====== Input records

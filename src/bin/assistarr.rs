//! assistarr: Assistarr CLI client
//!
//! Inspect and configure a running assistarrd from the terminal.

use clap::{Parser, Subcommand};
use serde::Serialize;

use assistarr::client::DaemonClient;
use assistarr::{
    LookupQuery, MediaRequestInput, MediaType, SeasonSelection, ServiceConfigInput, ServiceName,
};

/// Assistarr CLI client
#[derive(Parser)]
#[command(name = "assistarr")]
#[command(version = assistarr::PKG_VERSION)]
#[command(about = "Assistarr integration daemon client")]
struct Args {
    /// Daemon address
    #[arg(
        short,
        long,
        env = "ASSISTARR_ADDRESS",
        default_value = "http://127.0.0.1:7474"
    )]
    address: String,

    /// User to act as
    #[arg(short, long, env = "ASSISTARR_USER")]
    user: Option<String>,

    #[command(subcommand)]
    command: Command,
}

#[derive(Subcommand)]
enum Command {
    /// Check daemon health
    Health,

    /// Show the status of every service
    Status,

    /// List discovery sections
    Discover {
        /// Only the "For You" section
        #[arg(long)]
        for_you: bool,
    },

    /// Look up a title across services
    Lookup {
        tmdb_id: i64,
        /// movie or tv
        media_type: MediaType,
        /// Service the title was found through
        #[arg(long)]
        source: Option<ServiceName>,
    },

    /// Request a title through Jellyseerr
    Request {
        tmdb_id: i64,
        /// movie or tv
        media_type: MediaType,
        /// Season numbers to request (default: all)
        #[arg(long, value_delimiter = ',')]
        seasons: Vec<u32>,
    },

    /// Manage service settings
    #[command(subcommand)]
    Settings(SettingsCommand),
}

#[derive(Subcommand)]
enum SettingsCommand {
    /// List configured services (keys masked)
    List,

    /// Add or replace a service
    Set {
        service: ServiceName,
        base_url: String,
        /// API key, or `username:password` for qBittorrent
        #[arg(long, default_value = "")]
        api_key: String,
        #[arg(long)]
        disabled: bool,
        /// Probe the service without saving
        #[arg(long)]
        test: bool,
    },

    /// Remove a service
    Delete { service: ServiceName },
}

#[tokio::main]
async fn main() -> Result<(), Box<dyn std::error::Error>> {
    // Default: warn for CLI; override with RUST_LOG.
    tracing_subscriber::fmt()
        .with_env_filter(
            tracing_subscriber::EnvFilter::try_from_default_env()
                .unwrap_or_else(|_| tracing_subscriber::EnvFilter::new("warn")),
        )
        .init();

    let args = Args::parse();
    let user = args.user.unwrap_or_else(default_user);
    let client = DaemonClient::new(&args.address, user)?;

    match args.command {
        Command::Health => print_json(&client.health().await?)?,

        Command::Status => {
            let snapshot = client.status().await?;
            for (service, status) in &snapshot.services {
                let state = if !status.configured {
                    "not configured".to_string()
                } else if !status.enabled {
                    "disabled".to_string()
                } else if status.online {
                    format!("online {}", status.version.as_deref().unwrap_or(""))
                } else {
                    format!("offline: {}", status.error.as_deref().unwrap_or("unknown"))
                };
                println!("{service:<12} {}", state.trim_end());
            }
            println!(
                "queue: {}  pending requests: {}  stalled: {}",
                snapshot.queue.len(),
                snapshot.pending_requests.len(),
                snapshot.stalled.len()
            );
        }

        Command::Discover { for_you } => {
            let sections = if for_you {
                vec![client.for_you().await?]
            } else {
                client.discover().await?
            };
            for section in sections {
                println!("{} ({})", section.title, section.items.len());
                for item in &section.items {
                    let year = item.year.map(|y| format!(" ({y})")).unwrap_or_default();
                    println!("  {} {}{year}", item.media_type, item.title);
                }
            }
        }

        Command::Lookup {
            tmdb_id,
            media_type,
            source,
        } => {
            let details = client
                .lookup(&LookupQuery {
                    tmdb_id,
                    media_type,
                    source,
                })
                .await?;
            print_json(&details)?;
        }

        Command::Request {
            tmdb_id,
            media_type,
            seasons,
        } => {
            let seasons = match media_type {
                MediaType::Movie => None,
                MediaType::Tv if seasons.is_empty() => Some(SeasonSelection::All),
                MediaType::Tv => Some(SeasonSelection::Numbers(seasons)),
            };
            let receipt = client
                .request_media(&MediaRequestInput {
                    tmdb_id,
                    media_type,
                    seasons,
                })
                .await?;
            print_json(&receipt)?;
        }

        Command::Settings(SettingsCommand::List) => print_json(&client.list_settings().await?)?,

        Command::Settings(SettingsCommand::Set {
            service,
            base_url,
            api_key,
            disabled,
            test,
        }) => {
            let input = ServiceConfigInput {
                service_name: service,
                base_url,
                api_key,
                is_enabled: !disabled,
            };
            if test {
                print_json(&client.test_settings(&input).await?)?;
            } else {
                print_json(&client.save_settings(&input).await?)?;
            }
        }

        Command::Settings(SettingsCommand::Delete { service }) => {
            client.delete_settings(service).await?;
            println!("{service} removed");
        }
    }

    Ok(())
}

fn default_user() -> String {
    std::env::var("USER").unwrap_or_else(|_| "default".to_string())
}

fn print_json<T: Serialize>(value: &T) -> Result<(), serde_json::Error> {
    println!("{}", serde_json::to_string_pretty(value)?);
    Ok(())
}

============
====== Input records

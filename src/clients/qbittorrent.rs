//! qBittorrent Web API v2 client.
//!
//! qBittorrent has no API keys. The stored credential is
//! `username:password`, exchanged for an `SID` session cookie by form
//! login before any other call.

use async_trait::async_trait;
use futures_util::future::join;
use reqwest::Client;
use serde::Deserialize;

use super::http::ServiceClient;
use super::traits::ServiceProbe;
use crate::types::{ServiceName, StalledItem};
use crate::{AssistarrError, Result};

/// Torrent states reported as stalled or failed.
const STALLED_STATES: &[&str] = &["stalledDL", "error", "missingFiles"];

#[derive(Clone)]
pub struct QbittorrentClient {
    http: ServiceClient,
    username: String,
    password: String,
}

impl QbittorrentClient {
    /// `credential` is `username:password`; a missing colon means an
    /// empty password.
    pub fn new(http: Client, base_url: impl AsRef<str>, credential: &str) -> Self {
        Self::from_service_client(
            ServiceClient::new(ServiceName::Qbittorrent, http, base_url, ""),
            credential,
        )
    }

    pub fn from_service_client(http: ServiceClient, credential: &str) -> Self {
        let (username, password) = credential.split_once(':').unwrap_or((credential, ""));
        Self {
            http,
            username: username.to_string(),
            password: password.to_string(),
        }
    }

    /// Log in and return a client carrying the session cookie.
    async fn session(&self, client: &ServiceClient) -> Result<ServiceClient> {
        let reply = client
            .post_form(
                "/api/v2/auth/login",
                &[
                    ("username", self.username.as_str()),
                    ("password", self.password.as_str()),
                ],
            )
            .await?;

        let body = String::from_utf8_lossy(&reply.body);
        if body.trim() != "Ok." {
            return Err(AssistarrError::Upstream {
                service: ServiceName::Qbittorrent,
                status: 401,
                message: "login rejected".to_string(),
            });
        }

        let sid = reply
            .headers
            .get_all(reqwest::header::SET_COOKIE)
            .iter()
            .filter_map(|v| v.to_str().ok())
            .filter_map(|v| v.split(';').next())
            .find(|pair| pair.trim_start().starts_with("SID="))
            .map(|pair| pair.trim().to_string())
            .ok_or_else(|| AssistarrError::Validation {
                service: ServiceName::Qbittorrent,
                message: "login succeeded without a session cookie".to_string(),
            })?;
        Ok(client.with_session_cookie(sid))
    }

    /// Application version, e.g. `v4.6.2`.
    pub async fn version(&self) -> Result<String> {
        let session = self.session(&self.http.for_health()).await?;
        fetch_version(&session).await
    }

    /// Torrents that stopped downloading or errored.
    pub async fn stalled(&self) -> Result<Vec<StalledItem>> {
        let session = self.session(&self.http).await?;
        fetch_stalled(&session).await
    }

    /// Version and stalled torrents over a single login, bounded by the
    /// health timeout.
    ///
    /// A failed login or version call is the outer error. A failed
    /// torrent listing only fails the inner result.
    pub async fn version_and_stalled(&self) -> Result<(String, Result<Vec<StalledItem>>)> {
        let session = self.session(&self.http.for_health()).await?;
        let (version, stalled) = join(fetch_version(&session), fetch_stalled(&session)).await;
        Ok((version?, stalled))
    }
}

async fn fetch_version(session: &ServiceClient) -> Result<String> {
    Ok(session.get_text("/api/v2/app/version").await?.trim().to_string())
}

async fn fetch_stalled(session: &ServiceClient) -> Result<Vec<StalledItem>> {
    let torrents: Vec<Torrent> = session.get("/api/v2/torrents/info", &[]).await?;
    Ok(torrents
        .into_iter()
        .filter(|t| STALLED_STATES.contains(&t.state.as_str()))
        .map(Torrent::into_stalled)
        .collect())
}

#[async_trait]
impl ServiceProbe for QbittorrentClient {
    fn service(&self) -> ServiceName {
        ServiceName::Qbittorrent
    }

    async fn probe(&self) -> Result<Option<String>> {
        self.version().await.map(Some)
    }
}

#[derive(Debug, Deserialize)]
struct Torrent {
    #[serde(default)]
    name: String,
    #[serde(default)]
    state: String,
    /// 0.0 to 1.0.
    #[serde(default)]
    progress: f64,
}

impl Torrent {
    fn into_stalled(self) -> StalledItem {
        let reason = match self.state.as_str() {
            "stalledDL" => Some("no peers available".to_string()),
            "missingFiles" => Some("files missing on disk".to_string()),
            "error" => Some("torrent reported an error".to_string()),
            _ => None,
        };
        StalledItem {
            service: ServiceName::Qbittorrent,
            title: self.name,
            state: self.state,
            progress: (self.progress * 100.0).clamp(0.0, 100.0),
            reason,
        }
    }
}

============
====== Input records

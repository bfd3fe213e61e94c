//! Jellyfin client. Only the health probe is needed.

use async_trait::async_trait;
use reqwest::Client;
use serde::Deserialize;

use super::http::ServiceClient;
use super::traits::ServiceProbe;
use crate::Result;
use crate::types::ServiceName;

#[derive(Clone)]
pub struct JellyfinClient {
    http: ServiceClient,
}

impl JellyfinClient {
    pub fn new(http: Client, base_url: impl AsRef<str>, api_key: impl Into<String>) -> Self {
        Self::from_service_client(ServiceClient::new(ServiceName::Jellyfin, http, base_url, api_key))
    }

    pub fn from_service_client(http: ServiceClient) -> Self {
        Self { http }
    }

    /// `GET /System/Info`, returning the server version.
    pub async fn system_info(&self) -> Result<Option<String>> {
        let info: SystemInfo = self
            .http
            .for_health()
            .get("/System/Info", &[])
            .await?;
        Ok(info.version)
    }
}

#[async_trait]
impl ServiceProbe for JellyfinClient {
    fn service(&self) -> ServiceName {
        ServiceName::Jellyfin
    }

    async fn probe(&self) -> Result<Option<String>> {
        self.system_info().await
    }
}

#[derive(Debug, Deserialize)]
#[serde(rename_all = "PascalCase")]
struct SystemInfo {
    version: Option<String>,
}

============

Among the records above, which lines hold the word "source"? Copy each one.

**Response to the task:**
        source: Option<ServiceName>,
            source,
                    source,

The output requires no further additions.